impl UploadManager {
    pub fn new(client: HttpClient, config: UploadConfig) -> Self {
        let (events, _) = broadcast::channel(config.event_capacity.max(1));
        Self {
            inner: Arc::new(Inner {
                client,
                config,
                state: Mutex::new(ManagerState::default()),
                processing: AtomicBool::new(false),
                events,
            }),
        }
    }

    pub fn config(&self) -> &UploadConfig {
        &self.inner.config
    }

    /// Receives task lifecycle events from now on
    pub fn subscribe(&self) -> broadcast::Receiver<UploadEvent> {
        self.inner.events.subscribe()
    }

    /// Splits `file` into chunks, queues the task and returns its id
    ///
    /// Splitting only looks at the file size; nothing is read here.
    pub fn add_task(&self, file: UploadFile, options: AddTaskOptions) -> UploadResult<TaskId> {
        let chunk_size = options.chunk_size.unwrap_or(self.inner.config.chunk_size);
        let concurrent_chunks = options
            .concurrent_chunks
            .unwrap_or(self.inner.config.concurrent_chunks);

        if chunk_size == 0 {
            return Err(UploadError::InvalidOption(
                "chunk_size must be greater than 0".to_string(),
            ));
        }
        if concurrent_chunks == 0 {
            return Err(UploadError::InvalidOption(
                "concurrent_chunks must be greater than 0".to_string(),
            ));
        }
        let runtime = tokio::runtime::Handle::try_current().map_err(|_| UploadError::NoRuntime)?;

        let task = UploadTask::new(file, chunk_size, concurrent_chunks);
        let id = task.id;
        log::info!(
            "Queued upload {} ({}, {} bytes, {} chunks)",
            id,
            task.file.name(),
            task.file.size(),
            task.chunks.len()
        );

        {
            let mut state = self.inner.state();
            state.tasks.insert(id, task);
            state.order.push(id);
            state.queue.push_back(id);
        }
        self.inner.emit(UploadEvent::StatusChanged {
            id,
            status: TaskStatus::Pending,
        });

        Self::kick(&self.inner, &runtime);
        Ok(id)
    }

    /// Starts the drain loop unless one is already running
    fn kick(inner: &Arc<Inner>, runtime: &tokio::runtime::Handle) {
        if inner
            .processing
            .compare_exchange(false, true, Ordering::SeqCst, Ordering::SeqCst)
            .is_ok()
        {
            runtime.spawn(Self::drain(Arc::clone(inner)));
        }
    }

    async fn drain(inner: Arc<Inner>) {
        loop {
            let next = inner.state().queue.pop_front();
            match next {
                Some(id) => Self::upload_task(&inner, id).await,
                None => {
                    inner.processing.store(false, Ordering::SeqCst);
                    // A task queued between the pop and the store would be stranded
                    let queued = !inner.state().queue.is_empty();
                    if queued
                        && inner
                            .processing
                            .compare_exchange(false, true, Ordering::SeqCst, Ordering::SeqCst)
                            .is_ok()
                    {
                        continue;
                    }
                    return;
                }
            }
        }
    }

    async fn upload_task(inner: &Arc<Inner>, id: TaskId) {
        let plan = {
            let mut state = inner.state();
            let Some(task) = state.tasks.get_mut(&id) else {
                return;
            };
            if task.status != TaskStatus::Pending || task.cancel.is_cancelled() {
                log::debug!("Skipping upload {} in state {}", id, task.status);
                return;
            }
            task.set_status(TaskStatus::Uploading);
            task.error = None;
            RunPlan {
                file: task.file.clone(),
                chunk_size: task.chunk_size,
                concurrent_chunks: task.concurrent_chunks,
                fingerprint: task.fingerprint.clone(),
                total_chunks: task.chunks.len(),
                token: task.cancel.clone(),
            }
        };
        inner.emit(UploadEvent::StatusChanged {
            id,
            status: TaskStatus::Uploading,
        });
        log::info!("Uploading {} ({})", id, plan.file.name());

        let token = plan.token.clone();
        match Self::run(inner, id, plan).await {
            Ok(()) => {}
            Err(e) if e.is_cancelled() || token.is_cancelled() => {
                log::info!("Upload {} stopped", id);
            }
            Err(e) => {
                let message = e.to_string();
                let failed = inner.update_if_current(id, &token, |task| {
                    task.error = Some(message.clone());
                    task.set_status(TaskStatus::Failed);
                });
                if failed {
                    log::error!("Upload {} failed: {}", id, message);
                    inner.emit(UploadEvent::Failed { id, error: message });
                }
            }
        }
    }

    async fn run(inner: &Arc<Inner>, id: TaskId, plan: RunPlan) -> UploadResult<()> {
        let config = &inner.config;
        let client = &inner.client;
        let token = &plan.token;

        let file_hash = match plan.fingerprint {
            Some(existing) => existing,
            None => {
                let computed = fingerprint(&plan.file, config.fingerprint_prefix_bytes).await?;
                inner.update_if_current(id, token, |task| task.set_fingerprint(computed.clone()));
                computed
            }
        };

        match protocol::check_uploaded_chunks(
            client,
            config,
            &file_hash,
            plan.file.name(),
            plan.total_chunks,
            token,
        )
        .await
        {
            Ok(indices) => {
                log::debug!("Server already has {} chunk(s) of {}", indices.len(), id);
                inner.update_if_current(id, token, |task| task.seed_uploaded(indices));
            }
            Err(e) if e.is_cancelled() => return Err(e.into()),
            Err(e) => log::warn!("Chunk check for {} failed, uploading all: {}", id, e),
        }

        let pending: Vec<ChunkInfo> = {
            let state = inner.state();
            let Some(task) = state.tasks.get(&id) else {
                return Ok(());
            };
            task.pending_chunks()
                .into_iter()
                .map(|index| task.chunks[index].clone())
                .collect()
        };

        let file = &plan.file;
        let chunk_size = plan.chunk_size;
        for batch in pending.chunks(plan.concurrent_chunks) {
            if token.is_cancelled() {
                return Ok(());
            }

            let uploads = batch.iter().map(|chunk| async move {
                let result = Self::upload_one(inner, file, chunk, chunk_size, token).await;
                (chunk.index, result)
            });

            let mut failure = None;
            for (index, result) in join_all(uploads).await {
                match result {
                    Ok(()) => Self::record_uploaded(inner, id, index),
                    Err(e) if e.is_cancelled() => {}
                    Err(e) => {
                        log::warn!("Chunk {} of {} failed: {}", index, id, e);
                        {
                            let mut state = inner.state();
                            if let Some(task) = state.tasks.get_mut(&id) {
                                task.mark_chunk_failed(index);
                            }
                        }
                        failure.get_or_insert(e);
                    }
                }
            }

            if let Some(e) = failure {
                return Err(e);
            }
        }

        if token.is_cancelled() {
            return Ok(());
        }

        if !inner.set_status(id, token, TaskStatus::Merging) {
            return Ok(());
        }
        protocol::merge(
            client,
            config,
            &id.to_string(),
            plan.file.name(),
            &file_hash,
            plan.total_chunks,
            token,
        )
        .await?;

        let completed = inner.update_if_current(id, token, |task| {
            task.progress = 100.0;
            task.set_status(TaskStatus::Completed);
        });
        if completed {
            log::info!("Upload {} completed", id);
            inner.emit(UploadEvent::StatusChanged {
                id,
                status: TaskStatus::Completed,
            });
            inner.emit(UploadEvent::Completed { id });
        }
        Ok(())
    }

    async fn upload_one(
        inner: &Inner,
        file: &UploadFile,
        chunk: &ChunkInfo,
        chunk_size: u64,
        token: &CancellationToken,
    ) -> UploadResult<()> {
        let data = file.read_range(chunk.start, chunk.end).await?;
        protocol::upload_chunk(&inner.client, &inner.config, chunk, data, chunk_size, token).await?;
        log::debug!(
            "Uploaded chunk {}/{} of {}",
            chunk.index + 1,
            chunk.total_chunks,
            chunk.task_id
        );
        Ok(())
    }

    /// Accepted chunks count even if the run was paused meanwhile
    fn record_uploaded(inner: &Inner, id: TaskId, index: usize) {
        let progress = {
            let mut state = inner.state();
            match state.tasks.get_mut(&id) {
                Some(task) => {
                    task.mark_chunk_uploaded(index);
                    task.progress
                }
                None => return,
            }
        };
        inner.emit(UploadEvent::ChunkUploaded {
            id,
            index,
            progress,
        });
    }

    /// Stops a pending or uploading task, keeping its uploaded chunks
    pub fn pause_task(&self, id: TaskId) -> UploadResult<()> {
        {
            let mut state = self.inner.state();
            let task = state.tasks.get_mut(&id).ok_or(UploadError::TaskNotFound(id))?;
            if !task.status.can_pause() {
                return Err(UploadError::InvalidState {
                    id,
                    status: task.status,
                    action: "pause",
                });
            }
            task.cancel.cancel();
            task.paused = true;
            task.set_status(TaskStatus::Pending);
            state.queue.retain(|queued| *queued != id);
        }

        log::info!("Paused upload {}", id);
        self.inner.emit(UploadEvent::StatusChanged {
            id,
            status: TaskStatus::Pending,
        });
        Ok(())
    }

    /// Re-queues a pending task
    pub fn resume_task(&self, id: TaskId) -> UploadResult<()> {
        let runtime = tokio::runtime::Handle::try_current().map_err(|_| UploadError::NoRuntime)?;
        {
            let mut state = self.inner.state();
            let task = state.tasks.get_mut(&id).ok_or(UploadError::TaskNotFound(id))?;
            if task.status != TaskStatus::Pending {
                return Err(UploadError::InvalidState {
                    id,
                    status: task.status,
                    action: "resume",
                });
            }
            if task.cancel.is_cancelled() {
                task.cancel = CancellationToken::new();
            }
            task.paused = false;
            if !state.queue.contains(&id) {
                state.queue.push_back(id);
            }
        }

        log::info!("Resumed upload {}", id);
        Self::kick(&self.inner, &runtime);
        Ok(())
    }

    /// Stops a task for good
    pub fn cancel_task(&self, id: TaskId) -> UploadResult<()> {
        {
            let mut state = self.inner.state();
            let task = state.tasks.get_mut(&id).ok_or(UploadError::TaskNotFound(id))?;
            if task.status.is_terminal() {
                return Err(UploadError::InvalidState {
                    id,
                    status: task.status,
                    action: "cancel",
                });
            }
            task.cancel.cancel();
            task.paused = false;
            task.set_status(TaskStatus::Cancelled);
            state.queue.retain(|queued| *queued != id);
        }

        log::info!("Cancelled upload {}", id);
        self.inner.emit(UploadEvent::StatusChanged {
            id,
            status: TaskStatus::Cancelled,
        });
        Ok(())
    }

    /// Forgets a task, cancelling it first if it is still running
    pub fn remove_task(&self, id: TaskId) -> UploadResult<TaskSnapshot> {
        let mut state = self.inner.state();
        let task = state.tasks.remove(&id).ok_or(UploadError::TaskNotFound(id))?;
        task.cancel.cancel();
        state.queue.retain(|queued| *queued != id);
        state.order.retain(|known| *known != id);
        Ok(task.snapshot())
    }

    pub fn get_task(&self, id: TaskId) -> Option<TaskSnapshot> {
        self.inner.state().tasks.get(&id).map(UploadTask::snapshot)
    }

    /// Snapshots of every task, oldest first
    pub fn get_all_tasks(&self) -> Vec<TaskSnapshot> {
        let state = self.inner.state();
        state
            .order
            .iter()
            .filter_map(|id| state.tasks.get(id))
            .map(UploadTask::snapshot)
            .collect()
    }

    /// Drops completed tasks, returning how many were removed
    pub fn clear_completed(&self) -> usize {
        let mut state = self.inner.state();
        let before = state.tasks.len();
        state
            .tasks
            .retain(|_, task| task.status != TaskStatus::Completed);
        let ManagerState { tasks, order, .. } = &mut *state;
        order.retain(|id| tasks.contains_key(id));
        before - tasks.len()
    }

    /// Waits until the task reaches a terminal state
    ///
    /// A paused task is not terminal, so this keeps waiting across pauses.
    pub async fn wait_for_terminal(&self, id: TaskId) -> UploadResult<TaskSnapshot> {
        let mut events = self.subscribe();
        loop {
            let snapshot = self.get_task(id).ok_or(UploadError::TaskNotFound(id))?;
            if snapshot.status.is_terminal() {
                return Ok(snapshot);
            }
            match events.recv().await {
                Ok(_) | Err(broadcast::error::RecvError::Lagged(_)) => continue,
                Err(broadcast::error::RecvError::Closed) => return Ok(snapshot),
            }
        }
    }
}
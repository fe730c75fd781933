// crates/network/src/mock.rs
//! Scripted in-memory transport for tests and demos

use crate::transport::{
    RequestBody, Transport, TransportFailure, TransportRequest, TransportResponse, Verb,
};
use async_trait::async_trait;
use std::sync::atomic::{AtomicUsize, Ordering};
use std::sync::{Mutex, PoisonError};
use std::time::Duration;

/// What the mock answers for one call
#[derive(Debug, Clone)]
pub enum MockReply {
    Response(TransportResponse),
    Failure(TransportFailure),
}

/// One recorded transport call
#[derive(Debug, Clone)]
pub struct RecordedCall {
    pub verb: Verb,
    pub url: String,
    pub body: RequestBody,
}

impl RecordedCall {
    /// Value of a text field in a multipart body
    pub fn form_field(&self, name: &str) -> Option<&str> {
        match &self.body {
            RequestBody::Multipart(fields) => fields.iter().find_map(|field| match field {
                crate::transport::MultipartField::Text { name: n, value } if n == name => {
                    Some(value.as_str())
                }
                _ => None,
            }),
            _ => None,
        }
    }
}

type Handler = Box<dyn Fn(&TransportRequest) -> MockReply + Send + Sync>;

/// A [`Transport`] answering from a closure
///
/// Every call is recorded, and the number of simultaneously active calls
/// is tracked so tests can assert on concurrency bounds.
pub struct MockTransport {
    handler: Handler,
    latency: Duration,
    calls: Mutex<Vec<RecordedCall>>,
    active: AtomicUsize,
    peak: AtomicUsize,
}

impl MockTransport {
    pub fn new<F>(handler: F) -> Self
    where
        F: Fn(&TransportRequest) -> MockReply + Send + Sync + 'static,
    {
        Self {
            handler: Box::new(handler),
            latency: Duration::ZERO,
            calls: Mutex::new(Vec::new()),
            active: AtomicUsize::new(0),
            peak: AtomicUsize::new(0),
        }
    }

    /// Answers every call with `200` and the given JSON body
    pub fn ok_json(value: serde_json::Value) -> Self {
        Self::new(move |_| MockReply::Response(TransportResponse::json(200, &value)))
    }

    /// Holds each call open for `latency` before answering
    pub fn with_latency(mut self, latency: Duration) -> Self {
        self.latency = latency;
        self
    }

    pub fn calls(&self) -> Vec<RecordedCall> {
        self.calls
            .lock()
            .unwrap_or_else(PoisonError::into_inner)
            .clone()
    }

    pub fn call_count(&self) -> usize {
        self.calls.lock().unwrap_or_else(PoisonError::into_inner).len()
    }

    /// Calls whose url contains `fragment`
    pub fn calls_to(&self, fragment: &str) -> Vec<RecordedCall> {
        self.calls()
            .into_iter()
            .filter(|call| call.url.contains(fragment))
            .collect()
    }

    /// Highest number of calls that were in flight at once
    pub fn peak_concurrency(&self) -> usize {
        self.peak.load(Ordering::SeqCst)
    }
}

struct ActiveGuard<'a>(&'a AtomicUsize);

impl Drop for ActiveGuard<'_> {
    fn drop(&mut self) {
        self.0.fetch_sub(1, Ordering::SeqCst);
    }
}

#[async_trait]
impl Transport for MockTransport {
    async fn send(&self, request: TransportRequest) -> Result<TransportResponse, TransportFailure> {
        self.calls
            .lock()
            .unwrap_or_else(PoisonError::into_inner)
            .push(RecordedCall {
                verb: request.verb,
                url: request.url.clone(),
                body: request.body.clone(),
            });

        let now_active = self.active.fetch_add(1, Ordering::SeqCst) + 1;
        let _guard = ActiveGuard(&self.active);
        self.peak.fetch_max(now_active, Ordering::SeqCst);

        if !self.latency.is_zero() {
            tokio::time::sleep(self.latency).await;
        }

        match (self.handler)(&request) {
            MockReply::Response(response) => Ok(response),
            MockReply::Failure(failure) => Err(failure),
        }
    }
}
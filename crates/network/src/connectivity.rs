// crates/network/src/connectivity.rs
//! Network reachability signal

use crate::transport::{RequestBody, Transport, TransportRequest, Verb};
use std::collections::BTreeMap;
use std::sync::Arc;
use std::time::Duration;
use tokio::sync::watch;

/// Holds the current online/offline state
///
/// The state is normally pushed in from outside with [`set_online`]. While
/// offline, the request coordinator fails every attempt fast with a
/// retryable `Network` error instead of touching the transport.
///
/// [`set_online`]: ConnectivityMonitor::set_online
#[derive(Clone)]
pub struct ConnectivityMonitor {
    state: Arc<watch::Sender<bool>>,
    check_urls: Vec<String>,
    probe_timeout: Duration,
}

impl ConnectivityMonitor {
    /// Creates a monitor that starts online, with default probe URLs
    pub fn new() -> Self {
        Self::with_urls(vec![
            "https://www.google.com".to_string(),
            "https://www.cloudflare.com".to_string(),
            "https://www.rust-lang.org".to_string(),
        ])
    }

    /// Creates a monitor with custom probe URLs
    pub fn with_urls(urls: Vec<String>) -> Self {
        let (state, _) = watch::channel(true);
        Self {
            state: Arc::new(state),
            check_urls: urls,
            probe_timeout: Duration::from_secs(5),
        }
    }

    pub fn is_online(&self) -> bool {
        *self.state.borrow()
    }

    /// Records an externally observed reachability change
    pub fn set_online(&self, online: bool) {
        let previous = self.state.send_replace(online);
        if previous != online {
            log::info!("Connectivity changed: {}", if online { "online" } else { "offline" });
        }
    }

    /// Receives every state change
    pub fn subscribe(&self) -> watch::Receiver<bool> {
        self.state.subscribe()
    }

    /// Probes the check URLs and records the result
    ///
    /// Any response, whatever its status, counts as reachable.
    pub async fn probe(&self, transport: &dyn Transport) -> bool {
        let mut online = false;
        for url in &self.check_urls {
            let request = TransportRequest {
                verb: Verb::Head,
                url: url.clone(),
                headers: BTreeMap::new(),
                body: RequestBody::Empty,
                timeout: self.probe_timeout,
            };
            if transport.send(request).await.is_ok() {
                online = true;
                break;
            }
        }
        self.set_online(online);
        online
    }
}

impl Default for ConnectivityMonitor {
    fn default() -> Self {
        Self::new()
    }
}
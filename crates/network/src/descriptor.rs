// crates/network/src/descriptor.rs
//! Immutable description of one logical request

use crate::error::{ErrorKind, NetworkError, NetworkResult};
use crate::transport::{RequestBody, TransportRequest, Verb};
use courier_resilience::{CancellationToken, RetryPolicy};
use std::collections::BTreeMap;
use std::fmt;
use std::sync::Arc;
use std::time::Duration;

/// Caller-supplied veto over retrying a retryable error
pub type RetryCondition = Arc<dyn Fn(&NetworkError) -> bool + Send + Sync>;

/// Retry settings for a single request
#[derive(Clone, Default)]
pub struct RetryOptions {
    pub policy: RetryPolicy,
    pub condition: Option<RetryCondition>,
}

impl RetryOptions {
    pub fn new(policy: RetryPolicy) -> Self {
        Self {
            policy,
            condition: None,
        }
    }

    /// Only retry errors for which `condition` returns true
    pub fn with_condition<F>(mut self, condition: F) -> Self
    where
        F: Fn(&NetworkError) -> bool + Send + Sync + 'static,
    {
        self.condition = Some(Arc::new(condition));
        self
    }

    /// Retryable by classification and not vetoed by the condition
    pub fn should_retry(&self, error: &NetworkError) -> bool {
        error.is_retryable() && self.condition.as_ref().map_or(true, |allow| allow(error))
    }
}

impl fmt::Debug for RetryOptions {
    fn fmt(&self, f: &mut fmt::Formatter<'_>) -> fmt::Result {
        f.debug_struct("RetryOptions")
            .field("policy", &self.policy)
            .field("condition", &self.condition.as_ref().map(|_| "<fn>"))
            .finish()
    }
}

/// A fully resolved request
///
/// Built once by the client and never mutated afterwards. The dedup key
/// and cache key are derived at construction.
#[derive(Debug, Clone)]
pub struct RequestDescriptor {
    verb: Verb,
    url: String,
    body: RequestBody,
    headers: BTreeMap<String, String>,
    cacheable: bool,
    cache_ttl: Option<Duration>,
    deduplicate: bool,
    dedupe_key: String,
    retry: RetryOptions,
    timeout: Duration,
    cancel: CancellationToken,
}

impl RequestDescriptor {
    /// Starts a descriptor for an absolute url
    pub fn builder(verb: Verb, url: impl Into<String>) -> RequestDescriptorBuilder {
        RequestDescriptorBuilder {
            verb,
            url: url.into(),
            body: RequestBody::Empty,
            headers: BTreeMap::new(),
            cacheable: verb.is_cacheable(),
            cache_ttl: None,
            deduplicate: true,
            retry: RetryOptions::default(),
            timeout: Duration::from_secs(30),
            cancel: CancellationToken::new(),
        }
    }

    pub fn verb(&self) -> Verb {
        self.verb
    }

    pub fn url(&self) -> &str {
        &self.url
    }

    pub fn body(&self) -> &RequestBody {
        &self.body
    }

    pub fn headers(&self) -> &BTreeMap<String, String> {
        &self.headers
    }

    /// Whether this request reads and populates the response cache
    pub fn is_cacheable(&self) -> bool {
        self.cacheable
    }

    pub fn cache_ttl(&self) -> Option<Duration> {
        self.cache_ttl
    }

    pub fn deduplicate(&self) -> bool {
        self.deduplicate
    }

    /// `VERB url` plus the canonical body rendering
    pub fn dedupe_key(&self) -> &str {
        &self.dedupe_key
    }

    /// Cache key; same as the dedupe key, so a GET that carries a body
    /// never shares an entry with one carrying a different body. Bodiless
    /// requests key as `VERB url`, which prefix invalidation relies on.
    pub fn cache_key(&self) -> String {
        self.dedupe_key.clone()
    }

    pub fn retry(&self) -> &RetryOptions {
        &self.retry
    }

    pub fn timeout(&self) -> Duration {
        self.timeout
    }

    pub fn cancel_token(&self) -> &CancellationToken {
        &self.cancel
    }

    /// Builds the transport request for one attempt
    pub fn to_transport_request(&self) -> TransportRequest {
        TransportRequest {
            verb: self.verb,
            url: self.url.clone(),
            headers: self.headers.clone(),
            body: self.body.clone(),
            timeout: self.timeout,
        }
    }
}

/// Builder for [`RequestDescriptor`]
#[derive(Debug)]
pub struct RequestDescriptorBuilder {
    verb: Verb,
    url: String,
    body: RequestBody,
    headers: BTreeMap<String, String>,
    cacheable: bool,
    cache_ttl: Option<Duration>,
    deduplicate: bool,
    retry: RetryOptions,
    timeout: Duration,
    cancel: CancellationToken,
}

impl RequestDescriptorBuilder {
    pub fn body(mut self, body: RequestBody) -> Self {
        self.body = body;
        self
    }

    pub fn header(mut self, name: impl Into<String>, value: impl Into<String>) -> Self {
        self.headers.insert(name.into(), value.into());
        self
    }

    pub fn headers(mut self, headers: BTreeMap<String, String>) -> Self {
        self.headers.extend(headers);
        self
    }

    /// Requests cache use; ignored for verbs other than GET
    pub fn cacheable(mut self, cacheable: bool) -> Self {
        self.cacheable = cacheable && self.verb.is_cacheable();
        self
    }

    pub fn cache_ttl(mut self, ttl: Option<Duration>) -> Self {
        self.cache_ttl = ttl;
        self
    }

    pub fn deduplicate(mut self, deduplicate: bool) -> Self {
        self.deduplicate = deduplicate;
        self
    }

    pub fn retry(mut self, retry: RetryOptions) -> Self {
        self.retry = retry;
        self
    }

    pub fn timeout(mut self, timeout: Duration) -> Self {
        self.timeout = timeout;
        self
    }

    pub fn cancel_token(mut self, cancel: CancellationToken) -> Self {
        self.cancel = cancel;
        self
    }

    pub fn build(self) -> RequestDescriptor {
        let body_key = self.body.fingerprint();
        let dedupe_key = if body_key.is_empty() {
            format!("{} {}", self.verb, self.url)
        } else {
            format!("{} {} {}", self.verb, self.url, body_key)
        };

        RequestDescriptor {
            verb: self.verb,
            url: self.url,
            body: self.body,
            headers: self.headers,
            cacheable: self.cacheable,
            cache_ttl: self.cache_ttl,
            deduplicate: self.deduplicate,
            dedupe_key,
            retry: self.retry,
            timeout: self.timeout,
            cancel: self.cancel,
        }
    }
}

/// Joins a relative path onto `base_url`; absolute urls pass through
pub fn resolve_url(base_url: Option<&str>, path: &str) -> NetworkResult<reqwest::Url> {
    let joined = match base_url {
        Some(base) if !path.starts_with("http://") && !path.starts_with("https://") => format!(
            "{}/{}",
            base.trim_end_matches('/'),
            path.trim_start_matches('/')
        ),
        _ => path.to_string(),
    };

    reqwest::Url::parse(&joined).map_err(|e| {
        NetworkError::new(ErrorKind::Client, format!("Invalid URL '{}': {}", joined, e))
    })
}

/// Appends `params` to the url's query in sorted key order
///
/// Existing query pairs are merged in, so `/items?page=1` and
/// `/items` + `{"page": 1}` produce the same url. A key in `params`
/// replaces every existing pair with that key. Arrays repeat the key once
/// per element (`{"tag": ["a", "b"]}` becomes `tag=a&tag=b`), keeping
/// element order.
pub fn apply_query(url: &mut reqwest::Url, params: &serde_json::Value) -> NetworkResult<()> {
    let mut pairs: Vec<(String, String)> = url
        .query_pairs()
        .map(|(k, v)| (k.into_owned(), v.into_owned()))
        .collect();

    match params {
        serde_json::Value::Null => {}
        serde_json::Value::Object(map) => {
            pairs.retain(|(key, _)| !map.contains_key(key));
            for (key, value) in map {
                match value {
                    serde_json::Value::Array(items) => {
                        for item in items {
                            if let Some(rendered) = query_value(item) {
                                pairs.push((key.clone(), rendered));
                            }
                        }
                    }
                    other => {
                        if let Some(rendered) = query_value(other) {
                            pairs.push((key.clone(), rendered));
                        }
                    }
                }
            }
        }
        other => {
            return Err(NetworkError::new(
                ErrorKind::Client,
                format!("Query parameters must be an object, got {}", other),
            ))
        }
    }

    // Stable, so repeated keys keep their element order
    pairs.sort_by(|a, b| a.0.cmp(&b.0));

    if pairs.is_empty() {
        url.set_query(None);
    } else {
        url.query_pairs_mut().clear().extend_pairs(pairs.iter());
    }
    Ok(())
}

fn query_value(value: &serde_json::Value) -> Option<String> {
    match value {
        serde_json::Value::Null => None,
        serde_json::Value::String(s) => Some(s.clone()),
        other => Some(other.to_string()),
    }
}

▶ **WHAT IS NEEDED**
Begin with the first line of the records and reproduce each line as is, ending with the line that holds "is read here.".

▶ **EXPECTED ANSWER**
impl UploadManager {
    pub fn new(client: HttpClient, config: UploadConfig) -> Self {
        let (events, _) = broadcast::channel(config.event_capacity.max(1));
        Self {
            inner: Arc::new(Inner {
                client,
                config,
                state: Mutex::new(ManagerState::default()),
                processing: AtomicBool::new(false),
                events,
            }),
        }
    }

    pub fn config(&self) -> &UploadConfig {
        &self.inner.config
    }

    /// Receives task lifecycle events from now on
    pub fn subscribe(&self) -> broadcast::Receiver<UploadEvent> {
        self.inner.events.subscribe()
    }

    /// Splits `file` into chunks, queues the task and returns its id
    ///
    /// Splitting only looks at the file size; nothing is read here.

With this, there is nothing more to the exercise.